Scott Adams (Ohio State University) et ses collègues cherchaient justement ce type d'objet, ces supernovas ratées lorsqu'ils ont "trouvé" la disparition de N6946-BH1 avec le LBT en 2015. Quelques années auparavant, en 2009, la luminosité de l'étoile avait fortement augmenté, mais très loin du niveau atteint par une supernova. L'observation de la zone avec Hubble pour voir si l'étoile était toujours là mais de très faible luminosité n'a donné qu'un résultat négatif. La recherche en infra-rouge avec Spitzer, qui aurait pu indiquer un fort obscurcissement par des poussières n'a donné, là aussi, qu'un résultat négatif. L'étoile ne semble vraiment plus là. Après un précautionneux processus d'élimination, les astrophysiciens concluent que l'étoile s'est bien transformée "paisiblement" en trou noir. La seule trace observable est une très faible luminosité en infra-rouge observée par Spitzer, que les chercheurs attribuent à de la matière éjectée auparavant par la supergéante rouge qui est en train de retomber vers le trou noir.
Cette observation est une bonne nouvelle car elle peut expliquer pourquoi on ne voit que rarement des supernovas issues d'étoiles très massives, de plus de 20 masses solaires. N6946-BH1 est la première supernova ratée que les astronomes ont trouvée dans leur relevé systématique en sept ans d'observations. Durant cette période et dans les galaxies qui étaient suivies, six supernovas "normales" ont été détectées par l'équipe de Scott Adams. Les astronomes en concluent qu'environ 10 à 30% des étoiles massives pourraient finir leur vie en s'"éteignant" ainsi en trou noir sans exploser. Et il se trouve que 30%, c'est justement le taux de supernovas manquantes compte tenu du nombre estimé d'étoiles très massives qui devraient exploser en supernova avant de finir en trou noir.

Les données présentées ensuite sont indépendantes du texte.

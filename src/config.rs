//! Engine configuration.
//!
//! Every tunable constant lives here with the defaults the rest of the crate
//! is tested against. Callers construct one `EngineConfig` per deployment and
//! pass it to the engine; there is no environment or file loading in this
//! crate.

use serde::{Deserialize, Serialize};

use crate::types::{Timestamp, SECS_PER_DAY, SECS_PER_HOUR};

#[derive(Debug, Clone, Serialize, Deserialize)]
pub struct EngineConfig {
    // ---- Ability estimator ----
    /// Elo K-factor during cold start
    pub elo_k: f64,
    /// Elo base rating (maps to theta = 0)
    pub elo_base_rating: f64,
    /// Elo logistic scale (rating points per theta unit)
    pub elo_scale: f64,
    /// Attempts served purely by the Elo bridge
    pub cold_start_attempts: u32,
    /// Attempt index at which the full estimator carries 100% weight
    pub full_weight_attempt: u32,
    /// Cold-start weight at the first blended attempt
    pub cold_start_blend: f64,
    /// Mastery cut point on the theta scale
    pub theta_cut: f64,
    /// Number of Gauss-Hermite quadrature points for EAP
    pub quadrature_points: usize,

    // ---- Mastery & stop rules ----
    pub mastery_threshold: f64,
    /// Half-width of the confirmatory probe window around theta_hat
    pub probe_window: f64,
    /// SE target for the precision stop rule
    pub stop_se: f64,
    /// Minimum attempts before the precision stop rule can fire
    pub stop_min_attempts: u32,
    /// Plateau threshold on consecutive SE deltas
    pub plateau_delta: f64,

    // ---- Selector ----
    /// Randomesque pool size
    pub top_k: usize,

    // ---- Exposure ----
    /// Item-level cooldown after a serve
    pub item_cooldown_secs: Timestamp,
    /// Dampened window after cooldown lapses
    pub post_cooldown_damp_secs: Timestamp,
    pub post_cooldown_multiplier: f64,
    /// Down-weight for already-mastered items outside the retention lane
    pub mastered_down_weight: f64,
    pub mastered_mean_score: f64,
    pub mastered_se: f64,

    // ---- Blueprint ----
    /// Allowed distance (share points) from the blueprint target
    pub rail_tolerance: f64,
    /// Deficit above which cooldowns and rails yield to catch-up
    pub deficit_override: f64,
    /// Deficit-to-urgency gain for scheduler arms
    pub urgency_deficit_gain: f64,

    // ---- Scheduler ----
    /// Minimum number of live arms the scheduler keeps materialized
    pub min_queue: usize,
    /// Prior belief spread for unobserved arms (delta-SE per minute)
    pub arm_prior_sd: f64,
    /// Floor on the posterior spread so arms never collapse to a point
    pub arm_min_sd: f64,

    // ---- Retention lane ----
    /// Ceiling on retention minutes as a share of the session
    pub retention_cap: f64,
    /// Raised ceiling when any card is badly overdue
    pub retention_cap_overdue: f64,
    /// Overdue days that trigger the raised ceiling
    pub overdue_escalation_days: f64,
    /// Target recall probability for FSRS scheduling
    pub desired_retention: f64,
}

impl Default for EngineConfig {
    fn default() -> Self {
        Self {
            elo_k: 16.0,
            elo_base_rating: 1500.0,
            elo_scale: 400.0,
            cold_start_attempts: 5,
            full_weight_attempt: 9,
            cold_start_blend: 0.7,
            theta_cut: 0.0,
            quadrature_points: 41,

            mastery_threshold: 0.85,
            probe_window: 0.3,
            stop_se: 0.20,
            stop_min_attempts: 12,
            plateau_delta: 0.02,

            top_k: 5,

            item_cooldown_secs: 96 * SECS_PER_HOUR,
            post_cooldown_damp_secs: 7 * SECS_PER_DAY,
            post_cooldown_multiplier: 0.5,
            mastered_down_weight: 0.6,
            mastered_mean_score: 0.9,
            mastered_se: 0.15,

            rail_tolerance: 0.05,
            deficit_override: 0.08,
            urgency_deficit_gain: 3.0,

            min_queue: 2,
            arm_prior_sd: 0.5,
            arm_min_sd: 0.01,

            retention_cap: 0.4,
            retention_cap_overdue: 0.6,
            overdue_escalation_days: 7.0,
            desired_retention: 0.9,
        }
    }
}

impl EngineConfig {
    /// Cold-start weight for the given attempt count. 1.0 through the pure
    /// Elo phase, then a linear slide from `cold_start_blend` down to zero at
    /// `full_weight_attempt`.
    pub fn cold_weight(&self, attempts: u32) -> f64 {
        if attempts < self.cold_start_attempts {
            return 1.0;
        }
        if attempts >= self.full_weight_attempt {
            return 0.0;
        }
        let span = (self.full_weight_attempt - self.cold_start_attempts) as f64;
        self.cold_start_blend * (self.full_weight_attempt - attempts) as f64 / span
    }
}

#[cfg(test)]
mod tests {
    use super::*;

    #[test]
    fn test_cold_weight_schedule() {
        let cfg = EngineConfig::default();
        assert_eq!(cfg.cold_weight(1), 1.0);
        assert_eq!(cfg.cold_weight(4), 1.0);
        assert!((cfg.cold_weight(5) - 0.7).abs() < 1e-12);
        assert!((cfg.cold_weight(6) - 0.525).abs() < 1e-12);
        assert!((cfg.cold_weight(8) - 0.175).abs() < 1e-12);
        assert_eq!(cfg.cold_weight(9), 0.0);
        assert_eq!(cfg.cold_weight(40), 0.0);
    }

    #[test]
    fn test_defaults_match_contract() {
        let cfg = EngineConfig::default();
        assert_eq!(cfg.item_cooldown_secs, 96 * 3600);
        assert_eq!(cfg.quadrature_points, 41);
        assert!((cfg.rail_tolerance - 0.05).abs() < 1e-12);
    }
}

Cette observation a une autre implication également très intéressante. Lorsque ces étoiles très massives, de plus de 20 masses solaires, s'effondrent en trou noir sans exploser, c'est quasi toute leur masse qui se retrouve dans le trou noir, et pas uniquement le cœur de l'étoile comme dans le cas des supernovas classiques de type II, qui expulsent de grandes quantité de matière de leur enveloppe. Cela implique que le trou noir formé dans une "supernova ratée" est déjà relativement "gros", avec plus de 20 masses solaires. On se rappelle que les premiers trous noirs trouvés par leurs ondes gravitationnelles par LIGO avaient des masses proches de 30 masses solaires, considérées comme étonnantes, voire anormales. Le phénomène de supernova ratée menant à des trous noirs massifs résoudrait très facilement cette question.
Ce processus peut aussi avoir une implication sur l'origine des tous premiers trous noirs très massifs, sachant que les premières étoiles étaient pour nombre d'entre elles des monstres de plus de 100 masses solaires...
Maintenant, les astronomes prévoient de suivre N6946-BH1 avec le télescope Chandra pour prouver définitivement la présence d'un trou noir grâce aux émissions de rayons X associées au disque de matière qui doit l'entourer. Dans le doute, ils souhaitent également continuer à chercher si l'étoile serait encore là, non seulement avec Hubble, mais aussi avec le télescope Webb dès qu'il sera en service.
Référence
The search for failed supernovae with the Large Binocular Telescope: confirmation of a disappearing star
S. M. Adams et al.
Monthly Notices of the Royal Astronomical Society (2017) 468 (4): 4968-4981
Illustration
Images de Hubble de la zone de NGC 6946 où se trouve (trouvait) N6946-BH1 en 2007 à gauche, en 2015 à droite (NASA, ESA, and C. Kochanek (OSU))
3 commentaires :
génial ! merci 😊
Si les étoiles de première génération ont utilisé le processus de supernova raté pour se transformer en trous noirs, est-ce que ça a un impact sur le taux d'éléments lourds produits par cette première génération d'étoiles? Si oui, est-ce qu'il faudra revalider les modèles de production d'éléments lourds à chaque génération pour s'assurer qu'ils sont toujours conformes avec les quantités d'éléments lourds observés aujourd'hui? Merci.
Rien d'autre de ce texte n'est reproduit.